The pending economic fallout is only surpassed by the anxiety induced by surging cases in both the United States and Europe. People remain firmly in quarantine around the world, and consumer demand has fallen off a cliff as people are holed up with only basic necessities.
Paired with the awful Purchasing Managers’ Index numbers published by the National Bureau of Statistics and the China Federation of Logistics and Purchasing, as well as early U.S. indicators, we’re about to experience a double-pronged, concurrent supply and demand shock. The Federal Reserve has thrown the kitchen sink at the problem, and when paired with the pending fiscal relief, is set to reach $6 trillion in total relief injections into the U.S. economy.
But the fiscal stimulus package and $4.25 trillion Fed lending facility, which is only capitalized by $425 billion, is largely at the discretion of the Fed when it comes to allocating relief funds and zero-interest loans.

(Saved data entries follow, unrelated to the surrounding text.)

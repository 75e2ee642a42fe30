//! Louvain algorithm for community detection.
//!
//! Fast modularity optimization through local node moves and graph aggregation.
//!
//! ## The Algorithm (Blondel et al. 2008)
//!
//! 1. **Local moving**: Start with each node in its own community. Visit the
//!    nodes and move each to the neighboring community with the highest
//!    modularity gain, until a full sweep makes no move.
//!
//! 2. **Aggregation**: Build a meta-graph where communities become single
//!    nodes. Edge weights are sums of edges between communities; internal
//!    edges become self-loops.
//!
//! 3. **Iterate** on the meta-graph until modularity stops improving.
//!
//! ## Determinism
//!
//! The visiting order of each sweep is a seeded shuffle, and candidate
//! communities are scanned in ascending id order with strict improvement
//! required to switch. The same seed on the same graph always gives the same
//! partition; different seeds may give different (equally valid) ones.
//!
//! ## References
//!
//! Blondel et al. (2008). "Fast unfolding of communities in large networks."
//! Journal of Statistical Mechanics: Theory and Experiment, P10008.

use super::traits::CommunityDetection;
use crate::error::{Error, Result};
use petgraph::graph::UnGraph;
use petgraph::visit::EdgeRef;
use rand::prelude::*;
use std::collections::BTreeMap;

/// Weighted edge list with per-node self-loop weight.
struct Level {
    n: usize,
    edges: Vec<(usize, usize, f64)>,
    self_loops: Vec<f64>,
}

impl Level {
    /// Total edge weight m (each edge once, plus self-loops).
    fn total_weight(&self) -> f64 {
        self.edges.iter().map(|(_, _, w)| w).sum::<f64>() + self.self_loops.iter().sum::<f64>()
    }

    /// Weighted degrees; self-loops count twice.
    fn degrees(&self) -> Vec<f64> {
        let mut degrees = vec![0.0; self.n];
        for &(i, j, w) in &self.edges {
            degrees[i] += w;
            degrees[j] += w;
        }
        for (i, &sl) in self.self_loops.iter().enumerate() {
            degrees[i] += 2.0 * sl;
        }
        degrees
    }
}

/// Louvain community detection algorithm.
#[derive(Debug, Clone, PartialEq)]
pub struct Louvain {
    /// Resolution parameter (gamma).
    resolution: f64,
    /// Maximum sweeps per level.
    max_iter: usize,
    /// Maximum levels of aggregation.
    max_levels: usize,
    /// Minimum modularity improvement to continue.
    min_modularity_gain: f64,
    /// Seed for the node visiting order.
    seed: u64,
}

impl Louvain {
    /// Create a new Louvain detector with default settings.
    pub fn new() -> Self {
        Self {
            resolution: 1.0,
            max_iter: 100,
            max_levels: 10,
            min_modularity_gain: 1e-7,
            seed: 42,
        }
    }

    /// Set resolution parameter.
    ///
    /// Higher values produce smaller communities.
    pub fn with_resolution(mut self, resolution: f64) -> Self {
        self.resolution = resolution;
        self
    }

    /// Set maximum sweeps per level.
    pub fn with_max_iter(mut self, max_iter: usize) -> Self {
        self.max_iter = max_iter;
        self
    }

    /// Set maximum aggregation levels.
    pub fn with_max_levels(mut self, levels: usize) -> Self {
        self.max_levels = levels;
        self
    }

    /// Set the modularity gain below which aggregation stops.
    pub fn with_min_modularity_gain(mut self, gain: f64) -> Self {
        self.min_modularity_gain = gain;
        self
    }

    /// Set the seed for the node visiting order.
    pub fn with_seed(mut self, seed: u64) -> Self {
        self.seed = seed;
        self
    }

    /// Seed in use.
    pub fn seed(&self) -> u64 {
        self.seed
    }

    fn validate(&self) -> Result<()> {
        if !(self.resolution.is_finite() && self.resolution > 0.0) {
            return Err(Error::InvalidParameter {
                name: "resolution",
                message: "must be positive and finite",
            });
        }
        if self.max_iter == 0 || self.max_levels == 0 {
            return Err(Error::InvalidParameter {
                name: "max_iter",
                message: "iteration limits must be at least 1",
            });
        }
        Ok(())
    }

    /// Modularity of a partition of a weighted level.
    fn modularity_weighted(&self, level: &Level, communities: &[usize]) -> f64 {
        let m = level.total_weight();
        if m == 0.0 {
            return 0.0;
        }
        let degrees = level.degrees();

        let mut internal = 0.0;
        for &(i, j, w) in &level.edges {
            if communities[i] == communities[j] {
                internal += w;
            }
        }
        internal += level.self_loops.iter().sum::<f64>();

        let mut community_degree: BTreeMap<usize, f64> = BTreeMap::new();
        for (i, &c) in communities.iter().enumerate() {
            *community_degree.entry(c).or_insert(0.0) += degrees[i];
        }
        let expected: f64 = community_degree.values().map(|d| d * d).sum::<f64>() / (4.0 * m * m);

        internal / m - self.resolution * expected
    }

    /// Phase 1: local moving. Returns (communities, improved).
    fn local_moving(&self, level: &Level, rng: &mut StdRng) -> (Vec<usize>, bool) {
        let n = level.n;
        let m = level.total_weight();
        if m == 0.0 {
            return ((0..n).collect(), false);
        }

        let mut adj: Vec<BTreeMap<usize, f64>> = vec![BTreeMap::new(); n];
        for &(i, j, w) in &level.edges {
            *adj[i].entry(j).or_insert(0.0) += w;
            *adj[j].entry(i).or_insert(0.0) += w;
        }
        let degrees = level.degrees();

        let mut communities: Vec<usize> = (0..n).collect();
        let mut community_degrees = degrees.clone();
        let mut order: Vec<usize> = (0..n).collect();
        let mut any_improved = false;

        for _ in 0..self.max_iter {
            let mut improved = false;
            order.shuffle(rng);

            for &node in &order {
                let current = communities[node];
                let ki = degrees[node];

                // Take the node out of its community before scoring moves.
                community_degrees[current] -= ki;

                let mut links: BTreeMap<usize, f64> = BTreeMap::new();
                for (&neighbor, &w) in &adj[node] {
                    *links.entry(communities[neighbor]).or_insert(0.0) += w;
                }

                // Staying put is scored like any other candidate so that a
                // node never leaves for an equally good community.
                let gain = |ki_in: f64, sigma_tot: f64| {
                    ki_in / m - self.resolution * sigma_tot * ki / (2.0 * m * m)
                };
                let mut best = current;
                let mut best_gain = gain(
                    links.get(&current).copied().unwrap_or(0.0),
                    community_degrees[current],
                )
                .max(0.0);

                for (&target, &ki_in) in &links {
                    let g = gain(ki_in, community_degrees[target]);
                    if g > best_gain {
                        best_gain = g;
                        best = target;
                    }
                }

                community_degrees[best] += ki;
                if best != current {
                    communities[node] = best;
                    improved = true;
                    any_improved = true;
                }
            }

            if !improved {
                break;
            }
        }

        (communities, any_improved)
    }

    /// Phase 2: collapse communities into nodes.
    /// Returns the next level and, per new node, the nodes it absorbed.
    fn aggregate(level: &Level, communities: &[usize]) -> (Level, Vec<Vec<usize>>) {
        let renumbered = renumber(communities);
        let n_new = renumbered.iter().max().map_or(0, |&c| c + 1);

        let mut members: Vec<Vec<usize>> = vec![Vec::new(); n_new];
        for (node, &c) in renumbered.iter().enumerate() {
            members[c].push(node);
        }

        let mut weights: BTreeMap<(usize, usize), f64> = BTreeMap::new();
        let mut self_loops = vec![0.0; n_new];
        for (i, &sl) in level.self_loops.iter().enumerate() {
            self_loops[renumbered[i]] += sl;
        }
        for &(i, j, w) in &level.edges {
            let (ci, cj) = (renumbered[i], renumbered[j]);
            if ci == cj {
                self_loops[ci] += w;
            } else {
                *weights.entry((ci.min(cj), ci.max(cj))).or_insert(0.0) += w;
            }
        }

        let next = Level {
            n: n_new,
            edges: weights.into_iter().map(|((i, j), w)| (i, j, w)).collect(),
            self_loops,
        };
        (next, members)
    }
}

/// Relabel to consecutive integers, preserving the order of label values.
fn renumber(labels: &[usize]) -> Vec<usize> {
    let mut unique: Vec<usize> = labels.to_vec();
    unique.sort_unstable();
    unique.dedup();
    let index: BTreeMap<usize, usize> = unique.iter().enumerate().map(|(i, &c)| (c, i)).collect();
    labels.iter().map(|c| index[c]).collect()
}

impl Default for Louvain {
    fn default() -> Self {
        Self::new()
    }
}

impl CommunityDetection for Louvain {
    fn detect<N, E>(&self, graph: &UnGraph<N, E>) -> Result<Vec<usize>> {
        self.validate()?;
        let n = graph.node_count();
        if n == 0 {
            return Err(Error::EmptyInput);
        }

        if graph.edge_count() == 0 {
            // No edges: each node is its own community
            return Ok((0..n).collect());
        }

        let mut edges: Vec<(usize, usize, f64)> = Vec::with_capacity(graph.edge_count());
        for edge in graph.edge_references() {
            let (i, j) = (edge.source().index(), edge.target().index());
            if i != j {
                edges.push((i.min(j), i.max(j), 1.0));
            }
        }
        let mut level = Level {
            n,
            edges,
            self_loops: vec![0.0; n],
        };

        let mut rng = StdRng::seed_from_u64(self.seed);
        // assignment[original node] = node at the current level
        let mut assignment: Vec<usize> = (0..n).collect();
        let singletons: Vec<usize> = (0..n).collect();
        let mut prev_modularity = self.modularity_weighted(&level, &singletons);

        for depth in 0..self.max_levels {
            let (partition, improved) = self.local_moving(&level, &mut rng);
            if !improved {
                break;
            }

            let q = self.modularity_weighted(&level, &partition);
            let gain = q - prev_modularity;
            prev_modularity = q;

            let (next, members) = Self::aggregate(&level, &partition);
            let mut owner = vec![0; level.n];
            for (new_node, old_nodes) in members.iter().enumerate() {
                for &old in old_nodes {
                    owner[old] = new_node;
                }
            }
            for a in assignment.iter_mut() {
                *a = owner[*a];
            }

            tracing::trace!(depth, nodes = next.n, modularity = q, "louvain level");
            // The level's moves are already folded in.
            if gain < self.min_modularity_gain || next.n == level.n {
                break;
            }
            level = next;
        }

        Ok(renumber(&assignment))
    }

    fn resolution(&self) -> f64 {
        self.resolution
    }
}

#[cfg(test)]
mod tests {
    use super::*;
    use petgraph::graph::UnGraph;

    fn two_triangles() -> UnGraph<(), ()> {
        let mut graph = UnGraph::<(), ()>::new_undirected();
        let n: Vec<_> = (0..6).map(|_| graph.add_node(())).collect();
        for (a, b) in [(0, 1), (1, 2), (0, 2), (3, 4), (4, 5), (3, 5), (2, 3)] {
            let _ = graph.add_edge(n[a], n[b], ());
        }
        graph
    }

    #[test]
    fn test_louvain_triangle() {
        let mut graph = UnGraph::<(), ()>::new_undirected();
        let n0 = graph.add_node(());
        let n1 = graph.add_node(());
        let n2 = graph.add_node(());

        let _ = graph.add_edge(n0, n1, ());
        let _ = graph.add_edge(n1, n2, ());
        let _ = graph.add_edge(n0, n2, ());

        let communities = Louvain::new().detect(&graph).unwrap();

        assert_eq!(communities.len(), 3);
        assert_eq!(communities[0], communities[1]);
        assert_eq!(communities[1], communities[2]);
    }

    #[test]
    fn test_louvain_two_cliques() {
        let communities = Louvain::new().detect(&two_triangles()).unwrap();

        assert_eq!(communities.len(), 6);
        assert_eq!(communities[0], communities[1]);
        assert_eq!(communities[1], communities[2]);
        assert_eq!(communities[3], communities[4]);
        assert_eq!(communities[4], communities[5]);
        assert_ne!(communities[0], communities[3]);
    }

    #[test]
    fn test_louvain_same_seed_same_partition() {
        let graph = two_triangles();
        for seed in 0..20 {
            let a = Louvain::new().with_seed(seed).detect(&graph).unwrap();
            let b = Louvain::new().with_seed(seed).detect(&graph).unwrap();
            assert_eq!(a, b);
        }
    }

    #[test]
    fn test_louvain_labels_are_consecutive() {
        let communities = Louvain::new().detect(&two_triangles()).unwrap();
        let max = communities.iter().copied().max().unwrap();
        for c in 0..=max {
            assert!(communities.contains(&c));
        }
    }

    #[test]
    fn test_louvain_keeps_moves_of_last_level() {
        // Every level falls short of the threshold; the first one still counts.
        let louvain = Louvain::new().with_min_modularity_gain(f64::INFINITY);

        let mut triangle = UnGraph::<(), ()>::new_undirected();
        let n: Vec<_> = (0..3).map(|_| triangle.add_node(())).collect();
        for (a, b) in [(0, 1), (1, 2), (0, 2)] {
            let _ = triangle.add_edge(n[a], n[b], ());
        }
        assert_eq!(louvain.detect(&triangle).unwrap(), vec![0, 0, 0]);

        let communities = louvain.detect(&two_triangles()).unwrap();
        let distinct: std::collections::BTreeSet<_> = communities.iter().collect();
        assert!(distinct.len() < 6);
    }

    #[test]
    fn test_louvain_empty_graph() {
        let graph = UnGraph::<(), ()>::new_undirected();
        assert!(matches!(
            Louvain::new().detect(&graph),
            Err(Error::EmptyInput)
        ));
    }

    #[test]
    fn test_louvain_rejects_bad_resolution() {
        let result = Louvain::new().with_resolution(0.0).detect(&two_triangles());
        assert!(matches!(result, Err(Error::InvalidParameter { .. })));
    }

    #[test]
    fn test_louvain_disconnected() {
        let mut graph = UnGraph::<(), ()>::new_undirected();
        let _ = graph.add_node(());
        let _ = graph.add_node(());

        let communities = Louvain::new().detect(&graph).unwrap();

        assert_eq!(communities.len(), 2);
        assert_ne!(communities[0], communities[1]);
    }
}
//! Graph and multiplex data model.
//!
//! A multiplex network is an ordered collection of layers over a shared node
//! universe. Only the union of the layers (the *aggregate*) is observed
//! directly; everything in this module is the vocabulary the reconstruction
//! pipeline uses to talk about layers, degrees and communities.
//!
//! ## Edge identity
//!
//! Edges are undirected and unweighted. [`Edge`] stores its endpoints in
//! ascending order, so `(u, v)` and `(v, u)` are the same value and hash,
//! compare and sort identically.
//!
//! ## Ordering
//!
//! Every collection here is ordered (`BTreeSet`/`BTreeMap`). Iteration order
//! never depends on hashing, so a reconstruction run is reproducible given a
//! seed.

mod layer;
pub mod multiplex;

pub use layer::{
    build_layer, community_partition, degree_sequence, modularity, CommunityStructure, Layer,
    Partition,
};
pub use multiplex::{Aggregation, Correlation, LayerSummary, Multiplex};

use crate::error::{Error, Result};
use std::collections::{BTreeMap, BTreeSet};
use std::fmt;

/// Integer node identifier.
pub type NodeId = u64;

/// Known edges per layer index (partial observations).
pub type Observations = BTreeMap<usize, BTreeSet<Edge>>;

/// An undirected edge between two distinct nodes.
#[derive(Debug, Clone, Copy, PartialEq, Eq, PartialOrd, Ord, Hash)]
pub struct Edge {
    lo: NodeId,
    hi: NodeId,
}

impl Edge {
    /// Create an edge, normalizing endpoint order.
    ///
    /// Fails on self-loops.
    pub fn new(a: NodeId, b: NodeId) -> Result<Self> {
        if a == b {
            return Err(Error::topology(Self::new_unchecked(a, b), "self-loop"));
        }
        Ok(Self::new_unchecked(a, b))
    }

    pub(crate) fn new_unchecked(a: NodeId, b: NodeId) -> Self {
        if a <= b {
            Self { lo: a, hi: b }
        } else {
            Self { lo: b, hi: a }
        }
    }

    /// Endpoints, smaller id first.
    pub fn endpoints(&self) -> (NodeId, NodeId) {
        (self.lo, self.hi)
    }

    /// Whether `node` is an endpoint.
    pub fn contains(&self, node: NodeId) -> bool {
        self.lo == node || self.hi == node
    }
}

impl TryFrom<(NodeId, NodeId)> for Edge {
    type Error = Error;

    fn try_from((a, b): (NodeId, NodeId)) -> Result<Self> {
        Edge::new(a, b)
    }
}

impl fmt::Display for Edge {
    fn fmt(&self, f: &mut fmt::Formatter<'_>) -> fmt::Result {
        write!(f, "({}, {})", self.lo, self.hi)
    }
}

/// Collect the endpoints of a set of edges.
pub fn endpoints<'a, I>(edges: I) -> BTreeSet<NodeId>
where
    I: IntoIterator<Item = &'a Edge>,
{
    edges
        .into_iter()
        .flat_map(|e| [e.lo, e.hi])
        .collect()
}

/// The aggregate graph: the union of all layers' edges.
///
/// Its node set is exactly the set of endpoints of its edges.
#[derive(Debug, Clone, Default, PartialEq, Eq)]
pub struct Aggregate {
    edges: BTreeSet<Edge>,
    nodes: BTreeSet<NodeId>,
}

impl Aggregate {
    /// Build from already-normalized edges. Duplicates collapse.
    pub fn from_edges<I>(edges: I) -> Self
    where
        I: IntoIterator<Item = Edge>,
    {
        let edges: BTreeSet<Edge> = edges.into_iter().collect();
        let nodes = endpoints(&edges);
        Self { edges, nodes }
    }

    /// Build from raw node pairs, rejecting self-loops.
    pub fn from_pairs<I>(pairs: I) -> Result<Self>
    where
        I: IntoIterator<Item = (NodeId, NodeId)>,
    {
        let edges = pairs
            .into_iter()
            .map(Edge::try_from)
            .collect::<Result<BTreeSet<_>>>()?;
        Ok(Self::from_edges(edges))
    }

    /// Edge set.
    pub fn edges(&self) -> &BTreeSet<Edge> {
        &self.edges
    }

    /// Node universe.
    pub fn nodes(&self) -> &BTreeSet<NodeId> {
        &self.nodes
    }

    /// Whether `edge` belongs to the aggregate.
    pub fn contains(&self, edge: &Edge) -> bool {
        self.edges.contains(edge)
    }

    /// Number of edges.
    pub fn edge_count(&self) -> usize {
        self.edges.len()
    }

    /// Number of nodes.
    pub fn node_count(&self) -> usize {
        self.nodes.len()
    }

    /// True when there are no edges.
    pub fn is_empty(&self) -> bool {
        self.edges.is_empty()
    }
}

/// Degree of each node within one layer.
///
/// Lookups for nodes without an entry return 0, which is what the likelihood
/// needs; [`DegreeSequence::covers`] distinguishes "absent" from "degree 0".
#[derive(Debug, Clone, Default, PartialEq, Eq)]
pub struct DegreeSequence {
    degrees: BTreeMap<NodeId, usize>,
}

impl DegreeSequence {
    /// Empty sequence.
    pub fn new() -> Self {
        Self::default()
    }

    /// Dense sequence where position `i` is the degree of node `i`.
    pub fn from_dense(degrees: &[usize]) -> Self {
        Self {
            degrees: degrees
                .iter()
                .enumerate()
                .map(|(i, &d)| (i as NodeId, d))
                .collect(),
        }
    }

    /// Count degrees of `edges`, zero-filling every node in `universe`.
    pub fn from_edges<'a, I>(edges: I, universe: &BTreeSet<NodeId>) -> Self
    where
        I: IntoIterator<Item = &'a Edge>,
    {
        let mut degrees: BTreeMap<NodeId, usize> = universe.iter().map(|&n| (n, 0)).collect();
        for e in edges {
            let (u, v) = e.endpoints();
            *degrees.entry(u).or_insert(0) += 1;
            *degrees.entry(v).or_insert(0) += 1;
        }
        Self { degrees }
    }

    /// Set the degree of `node`.
    pub fn insert(&mut self, node: NodeId, degree: usize) {
        let _ = self.degrees.insert(node, degree);
    }

    /// Degree of `node` (0 when absent).
    pub fn get(&self, node: NodeId) -> usize {
        self.degrees.get(&node).copied().unwrap_or(0)
    }

    /// Whether `node` has an explicit entry.
    pub fn covers(&self, node: NodeId) -> bool {
        self.degrees.contains_key(&node)
    }

    /// Number of entries.
    pub fn len(&self) -> usize {
        self.degrees.len()
    }

    /// True when there are no entries.
    pub fn is_empty(&self) -> bool {
        self.degrees.is_empty()
    }

    /// Sum of all degrees (twice the edge count for a simple graph).
    pub fn total(&self) -> usize {
        self.degrees.values().sum()
    }

    /// `(node, degree)` pairs in ascending node order.
    pub fn iter(&self) -> impl Iterator<Item = (NodeId, usize)> + '_ {
        self.degrees.iter().map(|(&n, &d)| (n, d))
    }

    /// Drop zero entries.
    pub fn active(&self) -> Self {
        Self {
            degrees: self
                .degrees
                .iter()
                .filter(|(_, &d)| d > 0)
                .map(|(&n, &d)| (n, d))
                .collect(),
        }
    }
}

impl FromIterator<(NodeId, usize)> for DegreeSequence {
    fn from_iter<T: IntoIterator<Item = (NodeId, usize)>>(iter: T) -> Self {
        Self {
            degrees: iter.into_iter().collect(),
        }
    }
}
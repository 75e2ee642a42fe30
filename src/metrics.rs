//! Similarity measures used by the multiplex structural indicators.
//!
//! | Metric | Range | Used for |
//! |--------|-------|----------|
//! | [`nmi`] | [0, 1] | Agreement between two layers' community partitions |
//! | [`pearson`] | [-1, 1] | Degree-sequence correlation between layers |
//! | [`spearman`] | [-1, 1] | Rank version of the above |
//! | [`jaccard`] | [0, 1] | Node and edge overlap between layers |
//!
//! # References
//!
//! - Strehl & Ghosh (2002). "Cluster ensembles" (NMI)

use std::collections::{BTreeMap, BTreeSet};

/// Normalized Mutual Information between two labellings.
///
/// ```text
/// NMI(U, V) = 2 * I(U; V) / (H(U) + H(V))
/// ```
///
/// Returns 0 for empty or mismatched inputs and 1 when both labellings are
/// constant.
///
/// ```rust
/// use demux::metrics::nmi;
///
/// assert!((nmi(&[0, 0, 1, 1], &[5, 5, 3, 3]) - 1.0).abs() < 1e-12);
/// assert!(nmi(&[0, 1, 0, 1], &[0, 0, 1, 1]) < 0.5);
/// ```
pub fn nmi(a: &[usize], b: &[usize]) -> f64 {
    if a.len() != b.len() || a.is_empty() {
        return 0.0;
    }
    let n = a.len() as f64;

    let mut count_a: BTreeMap<usize, usize> = BTreeMap::new();
    let mut count_b: BTreeMap<usize, usize> = BTreeMap::new();
    let mut joint: BTreeMap<(usize, usize), usize> = BTreeMap::new();
    for (&x, &y) in a.iter().zip(b) {
        *count_a.entry(x).or_insert(0) += 1;
        *count_b.entry(y).or_insert(0) += 1;
        *joint.entry((x, y)).or_insert(0) += 1;
    }

    let entropy = |counts: &BTreeMap<usize, usize>| -> f64 {
        counts
            .values()
            .map(|&c| {
                let p = c as f64 / n;
                -p * p.ln()
            })
            .sum()
    };
    let h_a = entropy(&count_a);
    let h_b = entropy(&count_b);

    let mut mi = 0.0;
    for (&(x, y), &c) in &joint {
        let p_xy = c as f64 / n;
        let p_x = count_a[&x] as f64 / n;
        let p_y = count_b[&y] as f64 / n;
        mi += p_xy * (p_xy / (p_x * p_y)).ln();
    }

    let denom = h_a + h_b;
    if denom > 0.0 {
        (2.0 * mi / denom).clamp(0.0, 1.0)
    } else {
        1.0
    }
}

/// Pearson correlation coefficient.
///
/// `None` for mismatched lengths, fewer than two samples, or a constant input.
pub fn pearson(x: &[f64], y: &[f64]) -> Option<f64> {
    if x.len() != y.len() || x.len() < 2 {
        return None;
    }
    let n = x.len() as f64;
    let mean_x = x.iter().sum::<f64>() / n;
    let mean_y = y.iter().sum::<f64>() / n;

    let (mut cov, mut var_x, mut var_y) = (0.0, 0.0, 0.0);
    for (&a, &b) in x.iter().zip(y) {
        let (dx, dy) = (a - mean_x, b - mean_y);
        cov += dx * dy;
        var_x += dx * dx;
        var_y += dy * dy;
    }
    if var_x == 0.0 || var_y == 0.0 {
        return None;
    }
    Some((cov / (var_x.sqrt() * var_y.sqrt())).clamp(-1.0, 1.0))
}

/// Spearman rank correlation (Pearson over average ranks).
pub fn spearman(x: &[f64], y: &[f64]) -> Option<f64> {
    if x.len() != y.len() {
        return None;
    }
    pearson(&ranks(x), &ranks(y))
}

/// 1-based ranks; ties share their average rank.
fn ranks(values: &[f64]) -> Vec<f64> {
    let mut order: Vec<usize> = (0..values.len()).collect();
    order.sort_by(|&i, &j| values[i].total_cmp(&values[j]));

    let mut out = vec![0.0; values.len()];
    let mut start = 0;
    while start < order.len() {
        let mut end = start + 1;
        while end < order.len() && values[order[end]] == values[order[start]] {
            end += 1;
        }
        let avg = (start + end + 1) as f64 / 2.0;
        for &i in &order[start..end] {
            out[i] = avg;
        }
        start = end;
    }
    out
}

/// Jaccard index |A ∩ B| / |A ∪ B|; 0 when both sets are empty.
pub fn jaccard<T: Ord>(a: &BTreeSet<T>, b: &BTreeSet<T>) -> f64 {
    let union = a.union(b).count();
    if union == 0 {
        return 0.0;
    }
    a.intersection(b).count() as f64 / union as f64
}

#[cfg(test)]
mod tests {
    use super::*;

    #[test]
    fn test_nmi_perfect_and_permuted() {
        assert!((nmi(&[0, 0, 1, 1, 2], &[0, 0, 1, 1, 2]) - 1.0).abs() < 1e-12);
        assert!((nmi(&[0, 0, 1, 1, 2], &[2, 2, 0, 0, 1]) - 1.0).abs() < 1e-12);
    }

    #[test]
    fn test_nmi_independent() {
        let v = nmi(&[0, 0, 1, 1], &[0, 1, 0, 1]);
        assert!(v.abs() < 1e-12);
    }

    #[test]
    fn test_nmi_constant_inputs() {
        assert_eq!(nmi(&[3, 3, 3], &[1, 1, 1]), 1.0);
        assert_eq!(nmi(&[], &[]), 0.0);
    }

    #[test]
    fn test_pearson() {
        let r = pearson(&[1.0, 2.0, 3.0], &[2.0, 4.0, 6.0]).unwrap();
        assert!((r - 1.0).abs() < 1e-12);
        let r = pearson(&[1.0, 2.0, 3.0], &[3.0, 2.0, 1.0]).unwrap();
        assert!((r + 1.0).abs() < 1e-12);
        assert!(pearson(&[1.0, 1.0], &[1.0, 2.0]).is_none());
    }

    #[test]
    fn test_spearman_is_rank_based() {
        // Monotone but nonlinear.
        let r = spearman(&[1.0, 2.0, 3.0, 4.0], &[1.0, 8.0, 27.0, 64.0]).unwrap();
        assert!((r - 1.0).abs() < 1e-12);
    }

    #[test]
    fn test_ranks_average_ties() {
        assert_eq!(ranks(&[10.0, 20.0, 10.0, 30.0]), vec![1.5, 3.0, 1.5, 4.0]);
    }

    #[test]
    fn test_jaccard() {
        let a: BTreeSet<u64> = [1, 2, 3].into_iter().collect();
        let b: BTreeSet<u64> = [2, 3, 4, 5].into_iter().collect();
        assert!((jaccard(&a, &b) - 0.4).abs() < 1e-12);
        assert_eq!(jaccard::<u64>(&BTreeSet::new(), &BTreeSet::new()), 0.0);
    }
}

We already know how that story goes. All you need is a brief primer on a similar Troubled Asset Relief Program package in 2009.
Once again, it appears that small businesses — which cannot participate in the $4.2 trillion party — are neglected to the side of the road. Small businesses are only allocated $300 billion in their own program, a clear signal of what’s about to happen to the lifeblood of American business.
Only $300 billion is allocated to support a sector of the private industry accounting for 44% of U.S. economic activity. Is more debt really the solution for restaurants, mom and pop retailers, and other small businesses as they watch their cash flows annihilated under quarantine and social distancing? Probably not.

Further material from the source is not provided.